Nations Unies

CCPR/C/127/D/2444/2014

Pacte international relatif aux droits civils et politiques

Distr. générale

25 novembre 2019

Français

Original : anglais

Comité des droits de l’homme

Décision adoptée par le Comité en vertu du Protocole facultatif, concernant la communication no 2444/2014 * , **

Communication présentée par :

A. S. et consorts (représentés par un conseil, Theodoros Alexandridis)

Victime(s) présumée(s) :

Les auteurs et leur famille

État partie :

Albanie

Date de la communication :

21 juillet 2014 (date de la lettre initiale)

Références :

Décision prise en application de l’article 92 du Règlement intérieur du Comité, communiquée à l’État partie le 7 décembre 2015 (non publiée sous forme de document)

Date de la décision :

8 novembre 2019

Objet :

Expulsion forcée de Roms

Question(s) de procédure :

Épuisement des recours internes

Question(s) de fond :

Recours utile ; traitement cruel, inhumain ou dégradant ; liberté de circulation ; immixtions illégales et arbitraires dans le domicile et la famille ; discrimination fondée sur l’origine ethnique

Article(s) du Pacte :

2 (par. 1 et 3), 7, 17, 23, 26 et 27

Article(s) du Protocole facultatif :

5 (par. 2 b))

1.1Les auteurs de la communication sont A. S., né en 1957, A. L., né en 1968, A. S., né en 1977, D. S., né en 1984, N. S., né en 1966, et S. S., né en 1968, tous de nationalité albanaise. Ils soumettent la communication en leur nom propre et au nom de leur famille. Ils affirment que l’expulsion forcée et injustifiée dont ils sont menacés constitue une violation des articles 7, 17, 23, 26 et 27, lus seuls et conjointement avec le paragraphe 3 de l’article 2 du Pacte. Le Protocole facultatif est entré en vigueur pour l’Albanie le 4 janvier 2008. Les auteurs sont représentés par un conseil.

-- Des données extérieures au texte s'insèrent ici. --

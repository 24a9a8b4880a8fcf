//! Hover/click state over the model's hotspots, with highlight fades and a
//! transient info window per activation.
//!
//! Each point moves `Idle -> Hovered -> (Idle | Activated)` and
//! `Activated -> Idle` once the hold delay has elapsed. While any point is
//! activated, pointer processing is suspended for all of them.

use crate::accessory::AccessoryCoordinator;
use crate::constants::{
    ACTIVATION_HOLD_SEC, HIGHLIGHT_FADE_SEC, WINDOW_FADE_SEC, WINDOW_HEIGHT_OFFSET,
};
use crate::host::{
    AnimationHost, AudioHost, HighlightHost, Hosts, InfoWindowSpec, WindowHandle, WindowHost,
};
use crate::input::{ray_sphere, Ray};
use crate::tween::{Curve, Tween};
use glam::{Vec3, Vec4};
use std::rc::Rc;
use std::time::Duration;

#[derive(Clone, Copy, Debug, PartialEq, Eq, Hash)]
pub struct PointId(pub usize);

#[derive(Clone, Debug, PartialEq)]
pub struct FeaturePointConfig {
    pub name: String,
    pub anchor: Vec3,
    pub pick_radius: f32,
    pub description: String,
    pub icon: Option<String>,
    /// Renderer whose material carries the highlight.
    pub renderer: String,
    /// Used as the original color when the highlight host cannot report one.
    pub base_color: Vec4,
    pub highlight_color: Vec4,
    pub highlight_intensity: f32,
    pub click_clip: Option<String>,
    pub animator: Option<String>,
    pub trigger: Option<String>,
}

impl FeaturePointConfig {
    /// Color the highlight fades toward; alpha is kept from `highlight_color`.
    pub fn highlight_target(&self) -> Vec4 {
        let rgb = self.highlight_color.truncate() * self.highlight_intensity;
        rgb.extend(self.highlight_color.w)
    }
}

#[derive(Clone, Debug, PartialEq)]
pub struct FeatureParams {
    pub hover_clip: Option<String>,
    pub hold: Duration,
    pub highlight_fade_sec: f32,
    pub window_fade_sec: f32,
    pub window_height_offset: f32,
}

impl Default for FeatureParams {
    fn default() -> Self {
        Self {
            hover_clip: None,
            hold: Duration::from_secs_f32(ACTIVATION_HOLD_SEC),
            highlight_fade_sec: HIGHLIGHT_FADE_SEC,
            window_fade_sec: WINDOW_FADE_SEC,
            window_height_offset: WINDOW_HEIGHT_OFFSET,
        }
    }
}

#[derive(Clone, Copy, Debug, PartialEq, Eq, Default)]
pub enum FeatureState {
    #[default]
    Idle,
    Hovered,
    Activated,
}

#[derive(Clone, Copy, Debug, PartialEq, Eq)]
pub enum FeatureEvent {
    Hovered(PointId),
    Exited(PointId),
    Clicked(PointId),
}

struct PointRuntime {
    config: FeaturePointConfig,
    state: FeatureState,
    original_color: Vec4,
    color: Vec4,
    highlight: Option<Tween<Vec4>>,
}

struct InfoWindow {
    handle: WindowHandle,
    fade: Tween<f32>,
    closing: bool,
}

struct Activation {
    point: PointId,
    elapsed: Duration,
}

pub struct FeatureInteractionCoordinator {
    points: Vec<PointRuntime>,
    params: FeatureParams,
    hovered: Option<PointId>,
    activation: Option<Activation>,
    window: Option<InfoWindow>,
    highlight_host: Option<Rc<dyn HighlightHost>>,
    animation_host: Option<Rc<dyn AnimationHost>>,
    audio_host: Option<Rc<dyn AudioHost>>,
    window_host: Option<Rc<dyn WindowHost>>,
    events: Vec<FeatureEvent>,
}

impl FeatureInteractionCoordinator {
    /// Captures each point's original material color once.
    pub fn new(points: Vec<FeaturePointConfig>, params: FeatureParams, hosts: &Hosts) -> Self {
        let highlight_host = hosts.highlight.clone();
        let points = points
            .into_iter()
            .map(|config| {
                let original_color = highlight_host
                    .as_ref()
                    .and_then(|h| h.material_color(&config.renderer))
                    .unwrap_or(config.base_color);
                PointRuntime {
                    config,
                    state: FeatureState::Idle,
                    original_color,
                    color: original_color,
                    highlight: None,
                }
            })
            .collect();
        Self {
            points,
            params,
            hovered: None,
            activation: None,
            window: None,
            highlight_host,
            animation_host: hosts.animation.clone(),
            audio_host: hosts.audio.clone(),
            window_host: hosts.window.clone(),
            events: Vec::new(),
        }
    }

    pub fn len(&self) -> usize {
        self.points.len()
    }

    pub fn is_empty(&self) -> bool {
        self.points.is_empty()
    }

    pub fn point_by_name(&self, name: &str) -> Option<PointId> {
        self.points
            .iter()
            .position(|p| p.config.name == name)
            .map(PointId)
    }

    pub fn config(&self, id: PointId) -> Option<&FeaturePointConfig> {
        self.points.get(id.0).map(|p| &p.config)
    }

    pub fn state(&self, id: PointId) -> FeatureState {
        self.points.get(id.0).map(|p| p.state).unwrap_or_default()
    }

    pub fn color(&self, id: PointId) -> Option<Vec4> {
        self.points.get(id.0).map(|p| p.color)
    }

    pub fn original_color(&self, id: PointId) -> Option<Vec4> {
        self.points.get(id.0).map(|p| p.original_color)
    }

    pub fn hovered_point(&self) -> Option<PointId> {
        self.hovered
    }

    pub fn active_point(&self) -> Option<PointId> {
        self.activation.as_ref().map(|a| a.point)
    }

    pub fn is_interaction_active(&self) -> bool {
        self.activation.is_some()
    }

    pub fn window_handle(&self) -> Option<WindowHandle> {
        self.window.as_ref().map(|w| w.handle)
    }

    pub fn drain_events(&mut self) -> Vec<FeatureEvent> {
        std::mem::take(&mut self.events)
    }

    /// Nearest hotspot hit by the ray.
    pub fn pick(&self, ray: &Ray) -> Option<PointId> {
        let mut best = None::<(usize, f32)>;
        for (i, p) in self.points.iter().enumerate() {
            if let Some(t) = ray_sphere(ray.origin, ray.dir, p.config.anchor, p.config.pick_radius) {
                match best {
                    Some((_, bt)) if t >= bt => {}
                    _ => best = Some((i, t)),
                }
            }
        }
        best.map(|(i, _)| PointId(i))
    }

    /// Evaluate hover and click transitions for this tick's pointer sample.
    pub fn process_pointer(
        &mut self,
        ray: Option<Ray>,
        viewer: Vec3,
        primary_pressed: bool,
        accessories: &mut AccessoryCoordinator,
    ) {
        if self.is_interaction_active() {
            return;
        }
        let hit = ray.and_then(|r| self.pick(&r));
        if hit != self.hovered {
            if let Some(prev) = self.hovered.take() {
                self.exit(prev);
            }
            if let Some(next) = hit {
                self.enter(next);
            }
        }
        if primary_pressed {
            if let Some(id) = self.hovered {
                self.activate(id, viewer, accessories);
            }
        }
    }

    pub fn advance(&mut self, dt: Duration, accessories: &mut AccessoryCoordinator) {
        self.advance_activation(dt, accessories);
        self.advance_highlights(dt);
        self.advance_window(dt);
    }

    /// Force every point back to idle, drop the info window and re-enable
    /// accessories. No reverse animation runs.
    pub fn stop_all_interactions(&mut self, accessories: &mut AccessoryCoordinator) {
        self.activation = None;
        self.hovered = None;
        for (i, p) in self.points.iter_mut().enumerate() {
            if p.state != FeatureState::Idle {
                self.events.push(FeatureEvent::Exited(PointId(i)));
            }
            p.state = FeatureState::Idle;
            p.highlight = None;
            p.color = p.original_color;
            if let Some(h) = &self.highlight_host {
                h.set_material_color(&p.config.renderer, p.color);
            }
        }
        self.destroy_window();
        accessories.set_enabled(true);
        log::debug!("[feature] all interactions stopped");
    }

    fn enter(&mut self, id: PointId) {
        let fade = self.params.highlight_fade_sec;
        let Some(p) = self.points.get_mut(id.0) else {
            return;
        };
        p.state = FeatureState::Hovered;
        p.highlight = Some(Tween::new(
            p.color,
            p.config.highlight_target(),
            fade,
            Curve::EaseInOut,
        ));
        self.hovered = Some(id);
        self.events.push(FeatureEvent::Hovered(id));
        if let (Some(a), Some(clip)) = (&self.audio_host, &self.params.hover_clip) {
            a.play_one_shot(clip);
        }
    }

    fn exit(&mut self, id: PointId) {
        self.fade_to_original(id);
        if let Some(p) = self.points.get_mut(id.0) {
            p.state = FeatureState::Idle;
        }
        self.events.push(FeatureEvent::Exited(id));
    }

    fn activate(&mut self, id: PointId, viewer: Vec3, accessories: &mut AccessoryCoordinator) {
        let Some(p) = self.points.get_mut(id.0) else {
            return;
        };
        if p.state == FeatureState::Activated {
            return;
        }
        p.state = FeatureState::Activated;
        let config = p.config.clone();

        self.activation = Some(Activation {
            point: id,
            elapsed: Duration::ZERO,
        });
        accessories.set_enabled(false);

        if let (Some(h), Some(animator), Some(trigger)) =
            (&self.animation_host, &config.animator, &config.trigger)
        {
            h.trigger_animation(animator, trigger);
        }
        if let (Some(a), Some(clip)) = (&self.audio_host, &config.click_clip) {
            a.play_one_shot(clip);
        }
        self.open_window(&config, viewer);
        self.events.push(FeatureEvent::Clicked(id));
        log::debug!("[feature] activated {}", config.name);
    }

    fn complete(&mut self, id: PointId, accessories: &mut AccessoryCoordinator) {
        self.activation = None;
        if self.hovered == Some(id) {
            self.hovered = None;
        }
        self.fade_to_original(id);
        if let Some(p) = self.points.get_mut(id.0) {
            p.state = FeatureState::Idle;
        }
        accessories.set_enabled(true);
        self.close_window();
        self.events.push(FeatureEvent::Exited(id));
    }

    fn fade_to_original(&mut self, id: PointId) {
        let fade = self.params.highlight_fade_sec;
        if let Some(p) = self.points.get_mut(id.0) {
            p.highlight = Some(Tween::new(p.color, p.original_color, fade, Curve::EaseInOut));
        }
    }

    fn open_window(&mut self, config: &FeaturePointConfig, viewer: Vec3) {
        // Never two windows at once.
        self.destroy_window();
        let Some(host) = &self.window_host else {
            return;
        };
        let anchor = config.anchor + Vec3::Y * self.params.window_height_offset;
        let spec = InfoWindowSpec {
            anchor,
            facing: (viewer - anchor).normalize_or_zero(),
            title: config.name.clone(),
            description: config.description.clone(),
            icon: config.icon.clone(),
        };
        let Some(handle) = host.create_info_window(&spec) else {
            log::debug!("[feature] window host declined {}", config.name);
            return;
        };
        host.set_window_opacity(handle, 0.0);
        self.window = Some(InfoWindow {
            handle,
            fade: Tween::new(0.0, 1.0, self.params.window_fade_sec, Curve::EaseInOut),
            closing: false,
        });
    }

    fn close_window(&mut self) {
        let fade = self.params.window_fade_sec;
        if let Some(w) = &mut self.window {
            w.fade = Tween::new(w.fade.value(), 0.0, fade, Curve::EaseInOut);
            w.closing = true;
        }
    }

    fn destroy_window(&mut self) {
        if let Some(w) = self.window.take() {
            if let Some(host) = &self.window_host {
                host.destroy_window(w.handle);
            }
        }
    }

    fn advance_activation(&mut self, dt: Duration, accessories: &mut AccessoryCoordinator) {
        let hold = self.params.hold;
        let Some(a) = &mut self.activation else {
            return;
        };
        a.elapsed += dt;
        if a.elapsed >= hold {
            let id = a.point;
            self.complete(id, accessories);
        }
    }

    fn advance_highlights(&mut self, dt: Duration) {
        for p in &mut self.points {
            let Some(tween) = &mut p.highlight else {
                continue;
            };
            p.color = tween.advance(dt);
            if tween.is_finished() {
                p.highlight = None;
            }
            if let Some(h) = &self.highlight_host {
                h.set_material_color(&p.config.renderer, p.color);
            }
        }
    }

    fn advance_window(&mut self, dt: Duration) {
        let Some(w) = &mut self.window else {
            return;
        };
        let opacity = w.fade.advance(dt);
        let done = w.closing && w.fade.is_finished();
        if let Some(host) = &self.window_host {
            host.set_window_opacity(w.handle, opacity);
        }
        if done {
            self.destroy_window();
        }
    }
}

1.2Le 21 juillet 2014, conformément à l’article 94 de son règlement intérieur, le Comité, par l’intermédiaire de son Rapporteur spécial chargé des nouvelles communications et des mesures provisoires, a demandé à l’État partie de ne pas expulser les auteurs tant que la communication serait à l’examen.

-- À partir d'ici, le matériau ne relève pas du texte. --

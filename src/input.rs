use crate::constants::{CLICK_SLOP_PX, ORBIT_RADIANS_PER_PX, PINCH_ZOOM_PER_PX, WHEEL_ZOOM_PER_PX};
use configurator_core::{InputFrame, KeyCode, OrbitCamera, UiCommand};
use fnv::FnvHashMap;
use glam::Vec2;
use web_sys as web;

/// Pointer/touch/keyboard activity gathered by DOM listeners between frames.
#[derive(Default)]
pub struct PendingInput {
    /// Last pointer position in canvas backing-store pixels.
    pub pointer: Option<Vec2>,
    pub primary_pressed: bool,
    pub keys: Vec<KeyCode>,
    pub commands: Vec<UiCommand>,
    pub orbit: Vec2,
    pub zoom: f32,
    /// Where the pending tap landed; outlives a `pointerleave` in the same frame.
    tap: Option<Vec2>,
    active: FnvHashMap<i32, Vec2>,
    travel: f32,
    pinch_dist: Option<f32>,
}

impl PendingInput {
    pub fn pointer_down(&mut self, id: i32, pos: Vec2) {
        self.active.insert(id, pos);
        self.pointer = Some(pos);
        match self.active.len() {
            1 => self.travel = 0.0,
            2 => self.pinch_dist = self.two_finger_distance(),
            _ => {}
        }
    }

    pub fn pointer_move(&mut self, id: i32, pos: Vec2) {
        self.pointer = Some(pos);
        let Some(prev) = self.active.insert(id, pos) else {
            // hover without a press
            self.active.remove(&id);
            return;
        };
        match self.active.len() {
            1 => {
                let delta = pos - prev;
                self.travel += delta.length();
                if self.travel > CLICK_SLOP_PX {
                    self.orbit += delta;
                }
            }
            2 => {
                if let (Some(last), Some(now)) = (self.pinch_dist, self.two_finger_distance()) {
                    self.zoom += (now - last) * PINCH_ZOOM_PER_PX;
                    self.pinch_dist = Some(now);
                }
            }
            _ => {}
        }
    }

    pub fn pointer_up(&mut self, id: i32, pos: Vec2) {
        let was_single = self.active.len() == 1;
        if self.active.remove(&id).is_none() {
            return;
        }
        self.pointer = Some(pos);
        if was_single && self.travel <= CLICK_SLOP_PX {
            self.primary_pressed = true;
            self.tap = Some(pos);
        }
        if self.active.len() < 2 {
            self.pinch_dist = None;
        }
        // Lifting one finger of a pinch must not turn into a tap.
        self.travel = f32::MAX;
    }

    pub fn pointer_leave(&mut self) {
        self.pointer = None;
        self.active.clear();
        self.pinch_dist = None;
    }

    pub fn wheel(&mut self, delta_y: f32) {
        self.zoom -= delta_y * WHEEL_ZOOM_PER_PX;
    }

    /// Apply camera gestures and hand this frame's snapshot to the session.
    pub fn take_frame(&mut self, camera: &mut OrbitCamera, width: f32, height: f32) -> InputFrame {
        if self.orbit != Vec2::ZERO {
            camera.orbit(
                -self.orbit.x * ORBIT_RADIANS_PER_PX,
                self.orbit.y * ORBIT_RADIANS_PER_PX,
            );
            self.orbit = Vec2::ZERO;
        }
        if self.zoom != 0.0 {
            camera.zoom(self.zoom);
            self.zoom = 0.0;
        }
        if height > 0.0 {
            camera.aspect = width / height;
        }
        let tap = self.tap.take();
        let pointer_ray = tap.or(self.pointer).map(|p| {
            let [x, y] = canvas_ndc(p, width, height);
            camera.screen_ray(x, y)
        });
        InputFrame {
            pointer_ray,
            viewer: camera.eye(),
            primary_pressed: std::mem::take(&mut self.primary_pressed),
            keys: self.keys.drain(..).collect(),
            commands: std::mem::take(&mut self.commands),
        }
    }

    fn two_finger_distance(&self) -> Option<f32> {
        let mut it = self.active.values();
        match (it.next(), it.next()) {
            (Some(a), Some(b)) => Some(a.distance(*b)),
            _ => None,
        }
    }
}

#[inline]
pub fn canvas_ndc(px: Vec2, width: f32, height: f32) -> [f32; 2] {
    let w = width.max(1.0);
    let h = height.max(1.0);
    [(2.0 * px.x / w) - 1.0, 1.0 - (2.0 * px.y / h)]
}

/// Inverse of [`canvas_ndc`]: NDC back to pixels within a `width` x `height` box.
#[inline]
pub fn ndc_to_canvas(ndc: Vec2, width: f32, height: f32) -> Vec2 {
    Vec2::new((ndc.x + 1.0) * 0.5 * width, (1.0 - ndc.y) * 0.5 * height)
}

#[inline]
pub fn key_code_for(key: &str) -> Option<KeyCode> {
    match key {
        "1" => Some(KeyCode::Digit1),
        "2" => Some(KeyCode::Digit2),
        "3" => Some(KeyCode::Digit3),
        "4" => Some(KeyCode::Digit4),
        "q" | "Q" => Some(KeyCode::Q),
        "w" | "W" => Some(KeyCode::W),
        "e" | "E" => Some(KeyCode::E),
        "c" | "C" => Some(KeyCode::C),
        "v" | "V" => Some(KeyCode::V),
        "Escape" => Some(KeyCode::Escape),
        "Backspace" => Some(KeyCode::Backspace),
        "F3" => Some(KeyCode::F3),
        "F4" => Some(KeyCode::F4),
        _ => None,
    }
}

#[inline]
pub fn pointer_canvas_px(ev: &web::PointerEvent, canvas: &web::HtmlCanvasElement) -> Vec2 {
    let rect = canvas.get_bounding_client_rect();
    let x_css = ev.client_x() as f32 - rect.left() as f32;
    let y_css = ev.client_y() as f32 - rect.top() as f32;
    let sx = (x_css / rect.width() as f32) * canvas.width() as f32;
    let sy = (y_css / rect.height() as f32) * canvas.height() as f32;
    Vec2::new(sx, sy)
}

1.3Le 6 août 2014, les arrêtés d’expulsion ayant été révoqués après la présentation par le Comité de la demande de mesures provisoires, le conseil des auteurs a sollicité la levée de cette demande.

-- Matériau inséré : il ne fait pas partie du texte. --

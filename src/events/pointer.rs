use crate::input::{self, PendingInput};
use std::cell::RefCell;
use std::rc::Rc;
use wasm_bindgen::JsCast;
use web_sys as web;

#[derive(Clone)]
pub struct PointerWiring {
    pub canvas: web::HtmlCanvasElement,
    pub pending: Rc<RefCell<PendingInput>>,
}

pub fn wire_pointer_handlers(w: PointerWiring) {
    wire_pointermove(&w);
    wire_pointerdown(&w);
    wire_pointerup(&w);
    wire_pointerleave(&w);
    wire_wheel(&w);
}

fn wire_pointermove(w: &PointerWiring) {
    let w = w.clone();
    let closure = wasm_bindgen::closure::Closure::wrap(Box::new(move |ev: web::PointerEvent| {
        let pos = input::pointer_canvas_px(&ev, &w.canvas);
        w.pending.borrow_mut().pointer_move(ev.pointer_id(), pos);
    }) as Box<dyn FnMut(_)>);
    _ = w
        .canvas
        .add_event_listener_with_callback("pointermove", closure.as_ref().unchecked_ref());
    closure.forget();
}

fn wire_pointerdown(w: &PointerWiring) {
    let w = w.clone();
    let canvas_for_listener = w.canvas.clone();
    let closure = wasm_bindgen::closure::Closure::wrap(Box::new(move |ev: web::PointerEvent| {
        let pos = input::pointer_canvas_px(&ev, &w.canvas);
        log::debug!("[pointer] down id={} at ({:.0},{:.0})", ev.pointer_id(), pos.x, pos.y);
        w.pending.borrow_mut().pointer_down(ev.pointer_id(), pos);
        _ = w.canvas.set_pointer_capture(ev.pointer_id());
        ev.prevent_default();
    }) as Box<dyn FnMut(_)>);
    _ = canvas_for_listener
        .add_event_listener_with_callback("pointerdown", closure.as_ref().unchecked_ref());
    closure.forget();
}

fn wire_pointerup(w: &PointerWiring) {
    let w = w.clone();
    let closure = wasm_bindgen::closure::Closure::wrap(Box::new(move |ev: web::PointerEvent| {
        let pos = input::pointer_canvas_px(&ev, &w.canvas);
        w.pending.borrow_mut().pointer_up(ev.pointer_id(), pos);
        ev.prevent_default();
    }) as Box<dyn FnMut(_)>);
    for kind in ["pointerup", "pointercancel"] {
        _ = w
            .canvas
            .add_event_listener_with_callback(kind, closure.as_ref().unchecked_ref());
    }
    closure.forget();
}

fn wire_pointerleave(w: &PointerWiring) {
    let w = w.clone();
    let closure = wasm_bindgen::closure::Closure::wrap(Box::new(move |_ev: web::PointerEvent| {
        w.pending.borrow_mut().pointer_leave();
    }) as Box<dyn FnMut(_)>);
    _ = w
        .canvas
        .add_event_listener_with_callback("pointerleave", closure.as_ref().unchecked_ref());
    closure.forget();
}

fn wire_wheel(w: &PointerWiring) {
    let w = w.clone();
    let closure = wasm_bindgen::closure::Closure::wrap(Box::new(move |ev: web::WheelEvent| {
        w.pending.borrow_mut().wheel(ev.delta_y() as f32);
        ev.prevent_default();
    }) as Box<dyn FnMut(_)>);
    _ = w
        .canvas
        .add_event_listener_with_callback("wheel", closure.as_ref().unchecked_ref());
    closure.forget();
}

Rappel des faits présentés par les auteurs

2.1Les auteurs sont d’origine rom et vivent à Elbasan (Albanie). Ils sont tous sans emploi et vivent avec leurs familles respectives, soit 32 personnes dont des enfants, dans des maisons de fortune construites sans autorisation au début des années 1990. Tous ont demandé la régularisation de leur logement, où ils sont installés depuis plus de vingt ans. Pendant toutes ces années, les autorités ont toléré de facto, si ce n’est reconnu, le fait que les auteurs y résident, et les habitations sont raccordées au réseau électrique principal et aux conduites d’eau de la commune.

2.2Le 2 juillet 2014, le Conseil des ministres a décidé (par la décision no 432) de prolonger et d’élargir l’une des routes principales d’Elbasan − la rue Qemal Stafa − dans le cadre de la rénovation du stade de football. Le 16 juillet 2014, l’Inspection de l’urbanisme de la commune d’Elbasan a notifié aux auteurs des arrêtés d’expulsion avec un préavis de cinq jours. Selon ces documents, la démolition des maisons était nécessaire pour des « raisons d’intérêt public ». Les autorités n’ont pas consulté les auteurs et ne leur ont proposé aucune forme d’aide ou d’indemnisation ni aucune solution de relogement.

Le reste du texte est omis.